── DATASET RECORDS

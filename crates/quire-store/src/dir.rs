//! Local-directory store backend.
//!
//! Backs the CLI: one file per document plus a JSON adjacency index.
//! Identifiers double as file stems, so they must be valid file names for
//! this backend; content-addressed hex identifiers always are.

use std::collections::HashMap;
use std::path::{Path, PathBuf};

use quire_core::DocumentId;

use crate::error::{Result, StoreError};
use crate::store::DocumentStore;

const INDEX_FILE: &str = "index.json";
const DEFAULT_EXTENSION: &str = "qd";

/// A document store rooted at a local directory.
///
/// Layout:
/// ```text
/// <root>/
///   index.json     — adjacency index: id -> outgoing ids
///   <id>.qd        — one document per file
/// ```
pub struct DirStore {
    root: PathBuf,
    extension: String,
}

impl DirStore {
    /// Create a store rooted at the given directory, using the default
    /// `qd` document extension.
    pub fn new(root: impl Into<PathBuf>) -> Self {
        DirStore::with_extension(root, DEFAULT_EXTENSION)
    }

    /// Create a store with a custom document extension.
    pub fn with_extension(root: impl Into<PathBuf>, extension: impl Into<String>) -> Self {
        DirStore {
            root: root.into(),
            extension: extension.into(),
        }
    }

    /// The root directory.
    pub fn root(&self) -> &Path {
        &self.root
    }

    fn document_path(&self, id: &DocumentId) -> PathBuf {
        self.root.join(format!("{}.{}", id, self.extension))
    }

    fn index_path(&self) -> PathBuf {
        self.root.join(INDEX_FILE)
    }

    /// Write a document's text, creating the root directory if needed.
    pub fn put_text(&self, id: &DocumentId, text: &str) -> Result<()> {
        std::fs::create_dir_all(&self.root)?;
        std::fs::write(self.document_path(id), text)?;
        Ok(())
    }

    /// List the identifiers of all stored documents, sorted.
    pub fn list_ids(&self) -> Result<Vec<DocumentId>> {
        if !self.root.is_dir() {
            return Ok(Vec::new());
        }
        let mut ids = Vec::new();
        for entry in std::fs::read_dir(&self.root)? {
            let path = entry?.path();
            if path.extension().and_then(|e| e.to_str()) != Some(self.extension.as_str()) {
                continue;
            }
            if let Some(stem) = path.file_stem().and_then(|s| s.to_str()) {
                ids.push(DocumentId::new(stem));
            }
        }
        ids.sort();
        Ok(ids)
    }

    fn read_index(&self) -> Result<HashMap<DocumentId, Vec<DocumentId>>> {
        let path = self.index_path();
        if !path.is_file() {
            return Ok(HashMap::new());
        }
        let data = std::fs::read_to_string(&path)?;
        serde_json::from_str(&data).map_err(|e| StoreError::InvalidIndex {
            path,
            detail: e.to_string(),
        })
    }

    fn write_index(&self, index: &HashMap<DocumentId, Vec<DocumentId>>) -> Result<()> {
        std::fs::create_dir_all(&self.root)?;
        std::fs::write(self.index_path(), serde_json::to_string_pretty(index)?)?;
        Ok(())
    }
}

impl DocumentStore for DirStore {
    fn load_text(&self, id: &DocumentId) -> Result<String> {
        let path = self.document_path(id);
        if !path.is_file() {
            return Err(StoreError::DocumentNotFound { id: id.clone() });
        }
        Ok(std::fs::read_to_string(path)?)
    }

    fn list_adjacency(&self) -> Result<HashMap<DocumentId, Vec<DocumentId>>> {
        let mut index = self.read_index()?;
        index.retain(|_, outgoing| !outgoing.is_empty());
        Ok(index)
    }

    fn commit_edges(&self, id: &DocumentId, outgoing: &[DocumentId]) -> Result<()> {
        let mut index = self.read_index()?;
        if outgoing.is_empty() {
            index.remove(id);
        } else {
            index.insert(id.clone(), outgoing.to_vec());
        }
        self.write_index(&index)
    }
}

#[cfg(test)]
mod tests {
    use super::*;

    fn id(s: &str) -> DocumentId {
        DocumentId::new(s)
    }

    #[test]
    fn put_and_load_round_trip() {
        let dir = tempfile::tempdir().unwrap();
        let store = DirStore::new(dir.path());
        store.put_text(&id("beam"), "a = ?\n").unwrap();
        assert_eq!(store.load_text(&id("beam")).unwrap(), "a = ?\n");
    }

    #[test]
    fn load_missing_is_not_found() {
        let dir = tempfile::tempdir().unwrap();
        let store = DirStore::new(dir.path());
        assert!(matches!(
            store.load_text(&id("nope")),
            Err(StoreError::DocumentNotFound { .. })
        ));
    }

    #[test]
    fn list_ids_sorted_and_filtered() {
        let dir = tempfile::tempdir().unwrap();
        let store = DirStore::new(dir.path());
        store.put_text(&id("b"), "").unwrap();
        store.put_text(&id("a"), "").unwrap();
        std::fs::write(dir.path().join("notes.txt"), "ignored").unwrap();

        assert_eq!(store.list_ids().unwrap(), vec![id("a"), id("b")]);
    }

    #[test]
    fn adjacency_round_trip() {
        let dir = tempfile::tempdir().unwrap();
        let store = DirStore::new(dir.path());
        store.commit_edges(&id("a"), &[id("b"), id("c")]).unwrap();

        let adjacency = store.list_adjacency().unwrap();
        assert_eq!(adjacency.get(&id("a")), Some(&vec![id("b"), id("c")]));
    }

    #[test]
    fn commit_empty_removes_index_entry() {
        let dir = tempfile::tempdir().unwrap();
        let store = DirStore::new(dir.path());
        store.commit_edges(&id("a"), &[id("b")]).unwrap();
        store.commit_edges(&id("a"), &[]).unwrap();
        assert!(store.list_adjacency().unwrap().is_empty());
    }

    #[test]
    fn corrupt_index_is_reported() {
        let dir = tempfile::tempdir().unwrap();
        let store = DirStore::new(dir.path());
        std::fs::write(dir.path().join(INDEX_FILE), "not json").unwrap();
        assert!(matches!(
            store.list_adjacency(),
            Err(StoreError::InvalidIndex { .. })
        ));
    }

    #[test]
    fn custom_extension() {
        let dir = tempfile::tempdir().unwrap();
        let store = DirStore::with_extension(dir.path(), "calc");
        store.put_text(&id("x"), "body").unwrap();
        assert!(dir.path().join("x.calc").is_file());
        assert_eq!(store.list_ids().unwrap(), vec![id("x")]);
    }
}
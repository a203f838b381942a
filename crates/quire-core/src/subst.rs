//! The macro substitution pass: positional input-field markers.
//!
//! A `?` in body text marks an input field. The marker may carry its
//! current value in a brace pair right after it (`? {20}`); substitution
//! replaces the brace content with the next queued value, or attaches a
//! fresh `{value}` to a bare marker. The marker itself survives, so an
//! expanded document remains a fillable input form.
//!
//! Markers inside `"…"` and `'…'` spans (string literals and comments of
//! the calculation language) are never touched. An exhausted queue is not
//! an error: remaining markers stay literally in the text for later
//! passes.

use crate::field::FieldQueue;

/// Character marking an input field in body text.
pub const MARKER: char = '?';

/// Split a line into plain and quoted segments.
///
/// A segment starting with `'` or `"` runs to the matching closing
/// character (inclusive). Quoted spans never cross a line break; an
/// unterminated quote ends at the next newline or at the end of input.
struct Segments<'a> {
    rest: &'a str,
}

impl<'a> Segments<'a> {
    fn new(text: &'a str) -> Self {
        Segments { rest: text }
    }
}

impl<'a> Iterator for Segments<'a> {
    /// `(text, quoted)` — quoted segments are exempt from scanning.
    type Item = (&'a str, bool);

    fn next(&mut self) -> Option<Self::Item> {
        if self.rest.is_empty() {
            return None;
        }
        let first = self.rest.as_bytes()[0];
        if first == b'\'' || first == b'"' {
            let tail = &self.rest[1..];
            let close = tail.find(first as char).map(|i| i + 2);
            let newline = tail.find('\n').map(|i| i + 1);
            let end = match (close, newline) {
                (Some(c), Some(n)) if n < c => n,
                (Some(c), _) => c,
                (None, Some(n)) => n,
                (None, None) => self.rest.len(),
            };
            let (segment, rest) = self.rest.split_at(end);
            self.rest = rest;
            Some((segment, true))
        } else {
            let end = self.rest.find(['\'', '"']).unwrap_or(self.rest.len());
            let (segment, rest) = self.rest.split_at(end);
            self.rest = rest;
            Some((segment, false))
        }
    }
}

/// Count input-field markers outside quoted segments.
pub fn count_markers(text: &str) -> usize {
    Segments::new(text)
        .filter(|(_, quoted)| !quoted)
        .map(|(segment, _)| segment.matches(MARKER).count())
        .sum()
}

/// True when the text carries at least one marker outside quoted segments.
pub fn has_markers(text: &str) -> bool {
    Segments::new(text).any(|(segment, quoted)| !quoted && segment.contains(MARKER))
}

/// Scanner state while walking one plain segment.
#[derive(PartialEq, Eq, Clone, Copy)]
enum State {
    Plain,
    /// A `?` is pending; spaces may separate it from its brace pair.
    Marker,
    /// Inside the `{…}` pair that follows a marker.
    Brace,
}

/// Fill input-field markers in one line from the front of the queue.
///
/// Returns the rebuilt line when at least one value was spliced in, or
/// `None` when nothing changed, so callers can keep the original string.
/// Exhausting the queue mid-line keeps the replacements already made and
/// leaves the remaining markers untouched.
pub fn substitute_line(line: &str, fields: &mut FieldQueue) -> Option<String> {
    if line.is_empty() || fields.is_empty() {
        return None;
    }
    let mut out = String::with_capacity(line.len() + 16);
    let mut replaced = false;
    for (segment, quoted) in Segments::new(line) {
        if quoted || !segment.contains(MARKER) {
            out.push_str(segment);
        } else {
            replaced |= substitute_segment(segment, fields, &mut out);
        }
    }
    if replaced {
        Some(out)
    } else {
        None
    }
}

fn substitute_segment(segment: &str, fields: &mut FieldQueue, out: &mut String) -> bool {
    let mut replaced = false;
    let mut state = State::Plain;
    // Start of the text not yet copied to `out`.
    let mut chunk = 0;

    for (i, c) in segment.char_indices() {
        match c {
            MARKER if state != State::Brace => state = State::Marker,
            '{' if state == State::Marker => {
                out.push_str(&segment[chunk..=i]);
                chunk = i + 1;
                state = State::Brace;
            }
            '}' if state == State::Brace => {
                state = State::Plain;
                if let Some(value) = fields.pop_value() {
                    out.push_str(&value);
                    replaced = true;
                    // The prior brace content is dropped; the closing
                    // brace starts the next chunk.
                    chunk = i;
                }
                // Queue dry: chunk still covers the old content, so it is
                // copied verbatim later and the marker stays unexpanded.
            }
            _ if state == State::Brace => {}
            c if c != ' ' && state == State::Marker => {
                state = State::Plain;
                if let Some(value) = fields.pop_value() {
                    out.push_str(&segment[chunk..i]);
                    out.push('{');
                    out.push_str(&value);
                    out.push('}');
                    replaced = true;
                    chunk = i;
                }
            }
            _ => {}
        }
    }

    // A marker still pending at segment end gains its value pair here.
    if state == State::Marker {
        if let Some(value) = fields.pop_value() {
            out.push_str(&segment[chunk..]);
            out.push_str(" {");
            out.push_str(&value);
            out.push('}');
            replaced = true;
            chunk = segment.len();
        }
    }
    out.push_str(&segment[chunk..]);
    replaced
}
//! `quire init` — project scaffolding.

use std::fs;
use std::path::Path;

use anyhow::{bail, Context, Result};

use crate::manifest::QuireManifest;

/// Create a new quire project at the given path.
///
/// `name` is the project name. The directory `name` is created relative to cwd.
pub fn run(name: &str) -> Result<()> {
    let project_dir = Path::new(name);
    create_project(project_dir, name)
}

pub(crate) fn create_project(project_dir: &Path, name: &str) -> Result<()> {
    if project_dir.exists() {
        bail!("directory '{}' already exists", project_dir.display());
    }

    fs::create_dir_all(project_dir.join("docs")).context("creating docs/ directory")?;

    let manifest_content = QuireManifest::template(name);
    fs::write(project_dir.join("quire.toml"), &manifest_content)
        .context("writing quire.toml")?;

    // A starter document: two input fields with form-declared defaults.
    let sample = "'Sample worksheet\nwidth = ? {10}\nheight = ? {4}\narea = width * height\n\u{000B}dims\t10;4\n";
    fs::write(project_dir.join("docs").join("sample.qd"), sample)
        .context("writing docs/sample.qd")?;

    println!("Created project '{name}'");
    println!("  {name}/quire.toml");
    println!("  {name}/docs/sample.qd");

    Ok(())
}
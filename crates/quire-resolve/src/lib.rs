//! Recursive include resolution for the quire engine.
//!
//! The resolver turns one stored document into a single flat text: it
//! splits body from form, filters lines through the scope flag, splices
//! in recursively expanded inclusions, and fills input-field markers from
//! the field queue. It is a pure function over store state; resolution
//! never writes.

pub mod error;
pub mod resolver;

// Re-exports for convenience.
pub use error::{ResolveError, Result};
pub use resolver::{Resolver, DEFAULT_MAX_DEPTH};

────

EXERCISE | Look at the material above and copy, word for word, its lines from the first through the one containing "const DEFAULT_EXTENSION: &str".

RESULT OF THE TASK |
filename crates/quire-store/src/dir.rs
//! Local-directory store backend.
//!
//! Backs the CLI: one file per document plus a JSON adjacency index.
//! Identifiers double as file stems, so they must be valid file names for
//! this backend; content-addressed hex identifiers always are.

use std::collections::HashMap;
use std::path::{Path, PathBuf};

use quire_core::DocumentId;

use crate::error::{Result, StoreError};
use crate::store::DocumentStore;

const INDEX_FILE: &str = "index.json";
const DEFAULT_EXTENSION: &str = "qd";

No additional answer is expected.